Personal information
- Full name: Nicola Profeta Cabrales
- Date of birth: 27 February 2006 (age 20)
- Place of birth: Puerto La Cruz, Venezuela
- Height: 1.79 m (5 ft 10 in)
- Position: Defensive midfielder

Team information
- Current team: Santos
- Number: 72

Youth career
- Centro Gallego
- Garotos de Mello
- Ciudad Vinotinto
- 2017–2023: Deportivo Cali
- 2024–: Santos

Senior career*
- Years: Team / Apps / (Gls)
- 2023–2024: Deportivo Cali / 2 / (0)
- 2024–: Santos / 0 / (0)

International career^{‡}
- 2022: Colombia U15 / 3 / (0)
- 2023: Colombia U17 / 4 / (0)
- 2023: Venezuela U17 / 4 / (1)
- 2024–: Venezuela U20 / 9 / (1)
- 2023–: Venezuela / 0 / (0)

= Nicola Profeta =

Venezuelan footballer (born 2006)

Nicola Profeta Cabrales (born 27 February 2006) is a Venezuelan footballer who plays as a defensive midfielder for Brazilian club Santos and the Venezuela national team.

==Early life==
Profeta was born in Puerto La Cruz in the Venezuelan state of Anzoátegui to a Venezuelan mother and a father with Italian citizenship.

==Club career==
===Deportivo Cali===
Having taken an interest in football from the age of three, Profeta began his career in his native Venezuela with academy sides Centro Gallego de Puerto La Cruz, Garotos de Mello PG and Ciudad Vinotinto FC. In 2017, his family travelled to neighbouring Colombia for a vacation, and while in the country they decided to stay, due to the Crisis in Venezuela. Shortly after making the stay permanent, Profeta joined the academy of professional side Deportivo Cali.

Profeta made his professional debut with Deportivo Cali on 29 November 2023, coming on as a second-half substitute for Juan Castilla in a 2–0 home loss to Deportes Tolima.

===Santos===
On 7 March 2024, Profeta agreed to a deal with Brazilian club Santos, but his registration was not made on time as the Profeta only had an amateur deal at Deportivo Cali, which delayed the transfer clearance. He was only officially registered in July, and also trained with the first team squad.

In February 2026, Profeta renewed his link with Peixe for a further year.

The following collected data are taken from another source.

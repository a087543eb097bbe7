//! System-wide default constants.
//!
//! Grouped by subsystem for easy discovery.

// ============================================================================
// Dataset
// ============================================================================

/// Value loggers write for "no reading".
pub const NULL_VALUE: f64 = -999.25;

/// Depth column names tried, in order, when none is configured.
pub const DEPTH_COLUMN_CANDIDATES: &[&str] = &["DEPT", "DEPTH", "MD"];

// ============================================================================
// Rule configuration
// ============================================================================

/// Strings accepted as "no bound" in rule files (compared case-insensitively).
pub const NO_BOUND_MARKERS: &[&str] = &["", "none", "null", "unbounded", "inf", "+inf", "-inf", "infinity", "-infinity"];

/// Researched gamma (API) / density (g/cc) ranges for common coal-measure
/// lithologies, used to fill rules that leave those curves unconstrained.
///
/// Tuple: (code, gamma_min, gamma_max, density_min, density_max).
pub const RESEARCHED_DEFAULTS: &[(&str, f64, f64, f64, f64)] = &[
    ("CO", 0.0, 20.0, 1.2, 1.8),   // Coal
    ("SS", 20.0, 60.0, 2.4, 2.7),  // Sandstone
    ("ST", 50.0, 100.0, 2.2, 2.6), // Siltstone
    ("SH", 80.0, 150.0, 2.5, 2.8), // Shale
    ("XM", 60.0, 120.0, 2.0, 2.3), // Carbonaceous mudstone
    ("ZM", 30.0, 80.0, 1.7, 2.1),  // Coaly mudstone
];

// ============================================================================
// Grouping
// ============================================================================

/// Thin-unit merge threshold (metres). 0.05 = 5 cm.
pub const DEFAULT_MERGE_THRESHOLD: f64 = 0.05;

// ============================================================================
// Template export
// ============================================================================

/// Sheet the exporter writes into (created when absent).
pub const LITHOLOGY_SHEET: &str = "Lithology";

/// First writable data row (1-indexed).
pub const FIRST_DATA_ROW: u32 = 5;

In August, he further extended his link until June 2028.

==International career==
===Youth===
====Colombia====
Profeta is eligible to represent Venezuela, Colombia and Italy at international level. Having represented Colombia at the 2022 Bolivarian Games, where Colombia finished in third place, Profeta was named in the Colombia under-17 squad for friendlies ahead of the 2023 South American U-17 Championship. He was named captain of the side for the tournament, but his performances failed to impress as Colombia were knocked out in the first round, finishing bottom of their group with only one point.

====Venezuela====
In July 2023, it was reported that Profeta had switched his international allegiance to Venezuela, accepting an early approach from the Venezuelan Football Federation (FVF) to represent the nation at the 2023 FIFA U-17 World Cup. This was confirmed on 31 July by the FVF, when Profeta was called up to a training camp at the National High Performance Center on Margarita Island. The following month Profeta stated in an interview with Colombian radio network RCN Radio that, despite "taking advantage of the personal opportunity that Vinotinto [had given] him", he had not closed the door to a potential call-up by Colombia in future.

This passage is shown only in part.